I dont see her as being scared for life, it may stick in her mind for the rest of her life, but not scared and tramatized like shes sayin. I think maybe people use anything even the smallest and milk it for as long as they can.
watermock
04-13-2007, 02:35 AM
That's not unrealistic...there are many nut jobs out there.
It's not a nut job, it's standard fare. Just unusual to have it leaked. People can delude themselves all they want to think this isn't real. It was real a thousand years ago and it's real now.
watermock
04-13-2007, 02:37 AM
I'm also amused how apologists claim that Islam is a loving religion. Check out the quasi-Secret Service agent with the sunglasses posturing menacingly.
goldengopher1976
04-13-2007, 04:03 AM
He's not going to give you the real answer, so I will. It was a black guy that is saying what white people really want to say. So they are loving it.

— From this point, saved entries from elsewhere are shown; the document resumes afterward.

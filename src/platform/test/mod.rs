use std::os::fd::AsRawFd;

use crate::{
    error::Errno,
    header::{
        errno::{EBADF, EWOULDBLOCK},
        sys_file::{LOCK_EX, LOCK_NB, LOCK_SH, LOCK_UN},
    },
    platform::{Pal, Sys},
};

#[cfg(target_os = "linux")]
fn reopen(file: &tempfile::NamedTempFile) -> std::fs::File {
    std::fs::OpenOptions::new()
        .read(true)
        .write(true)
        .open(file.path())
        .unwrap()
}

#[test]
fn flock_bad_fd() {
    assert_eq!(Sys::flock(-1, LOCK_SH), Err(Errno(EBADF)));
    assert_eq!(Sys::flock(-1, LOCK_EX | LOCK_NB), Err(Errno(EBADF)));
}

#[cfg(target_os = "linux")]
#[test]
fn flock_upgrade_same_fd() {
    let file = tempfile::tempfile().unwrap();
    let fd = file.as_raw_fd();

    assert_eq!(Sys::flock(fd, LOCK_SH), Ok(()));
    assert_eq!(Sys::flock(fd, LOCK_EX), Ok(()));
    assert_eq!(Sys::flock(fd, LOCK_SH), Ok(()));
    assert_eq!(Sys::flock(fd, LOCK_UN), Ok(()));
}

#[cfg(target_os = "linux")]
#[test]
fn flock_unlock_without_lock() {
    let file = tempfile::tempfile().unwrap();
    assert_eq!(Sys::flock(file.as_raw_fd(), LOCK_UN), Ok(()));
}

#[cfg(target_os = "linux")]
#[test]
fn flock_conflict() {
    let file = tempfile::NamedTempFile::new().unwrap();
    let a = reopen(&file);
    let b = reopen(&file);

    assert_eq!(Sys::flock(a.as_raw_fd(), LOCK_EX | LOCK_NB), Ok(()));
    assert_eq!(
        Sys::flock(b.as_raw_fd(), LOCK_EX | LOCK_NB),
        Err(Errno(EWOULDBLOCK))
    );
    assert_eq!(
        Sys::flock(b.as_raw_fd(), LOCK_SH | LOCK_NB),
        Err(Errno(EWOULDBLOCK))
    );

    assert_eq!(Sys::flock(a.as_raw_fd(), LOCK_UN), Ok(()));
    assert_eq!(Sys::flock(b.as_raw_fd(), LOCK_EX | LOCK_NB), Ok(()));
}

#[cfg(target_os = "linux")]
#[test]
fn flock_shared_coexist() {
    let file = tempfile::NamedTempFile::new().unwrap();
    let a = reopen(&file);
    let b = reopen(&file);

    assert_eq!(Sys::flock(a.as_raw_fd(), LOCK_SH | LOCK_NB), Ok(()));
    assert_eq!(Sys::flock(b.as_raw_fd(), LOCK_SH | LOCK_NB), Ok(()));
    assert_eq!(
        Sys::flock(b.as_raw_fd(), LOCK_EX | LOCK_NB),
        Err(Errno(EWOULDBLOCK))
    );
}

#[cfg(target_os = "linux")]
#[test]
fn flock_dup_shares_lock() {
    let file = tempfile::NamedTempFile::new().unwrap();
    let a = reopen(&file);
    let a_dup = a.try_clone().unwrap();
    let b = reopen(&file);

    assert_eq!(Sys::flock(a.as_raw_fd(), LOCK_EX | LOCK_NB), Ok(()));
    // Same open file description, so no conflict.
    assert_eq!(Sys::flock(a_dup.as_raw_fd(), LOCK_EX | LOCK_NB), Ok(()));
    assert_eq!(
        Sys::flock(b.as_raw_fd(), LOCK_EX | LOCK_NB),
        Err(Errno(EWOULDBLOCK))
    );

    // Releasing through either descriptor releases the description's lock.
    assert_eq!(Sys::flock(a_dup.as_raw_fd(), LOCK_UN), Ok(()));
    assert_eq!(Sys::flock(b.as_raw_fd(), LOCK_EX | LOCK_NB), Ok(()));
}

#[cfg(target_os = "linux")]
#[test]
fn flock_released_on_close() {
    let file = tempfile::NamedTempFile::new().unwrap();
    let a = reopen(&file);
    let b = reopen(&file);

    assert_eq!(Sys::flock(a.as_raw_fd(), LOCK_EX | LOCK_NB), Ok(()));
    drop(a);
    assert_eq!(Sys::flock(b.as_raw_fd(), LOCK_EX | LOCK_NB), Ok(()));
}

Whitlock can get anyway with what they cannot, so they are going to champion his cause, even though he is full of BS. He doesn't speak the truth, and they really don't care to hear the truth.
You've set up a lose-lose for me here. There is nothing I can say that will be *right*. If I stay with previous statements, it's because a black man said what I would say if I had the balls. If I give some other reason for agreeing you'll conclude I'm not being honest or just don't know all the facts or can't understand because I'm white or whatever.
I'm driving home today listening to a local sports-talk radio station and a woman calls in. By the sound of her voice, I'd say she's probably in her 30's, white, and suburban. You know what she says about the Imus thing? Exactly what Whitlock said. Now, perhaps she read the article.
On my way to work today, I'm listening to the same radio station. It's a different show, and the guest (forget his name, obviously a white guy) rather eloquently states many of the same arguments as Whitlock. Perhaps he read the article.
Or, perhaps, there's some truth to it and more than one black man is seeing it. Is it the whole truth? No. But does the situation call for more than a monochromatic cursory viewing from either side? Absolutely. Why can't I simply say I agree with the guy? That doesn't mean I condone what Imus did, it simply means I think the problem is bigger and deeper than Imus, and that *some* of the black community is complicit in *some* of its stereotyping.
Blast away.
Odysseus
04-13-2007, 04:19 AM
It's so funny to me. Some white people love that guy because he tells them what they want to hear. Just like there are shock jocks, there are shock writers. That is what Whitlock is.
Whitlock has the voice to talk about the issues in the black race, and bring about change. But he just back hand slaps the black race every chance he gets.
Whitlock says that Sharpton and Jackson don't protest gang violence or hip hop. I'm no Sharpton fan, but he recently led a protest against 50 Cent's G Unit. Nope, no media coverage for that. Why would the media want to cover that? But they'll cover anything where Jackson or Sharpton talks about race issues. I read about the Sharpton protest on a hip hop website.
Whitlock is wrong again. He said that blacks can never get together without major issues, which is very far from the truth. Now he says that these guys don't protest real issues.
In reality we really don't know where these guys put their efforts, because the media only covers when they talk about race issues.
Whitlock needs to learn all the facts before he bashes people. But why would he do that, it would take away from his shock value.
It's a shame most posters don't get what you just said right here.
-Slap-
04-13-2007, 08:42 AM
I will soon be marketing Official Orange Mane "Whiteys for Whitlock" T-shirts. They're going to come in Medium, Large, Extra Large and Whitlock sizes. The shirts will be available for people of all races, but white folks and self professed Uncle Toms will get a 10% discount.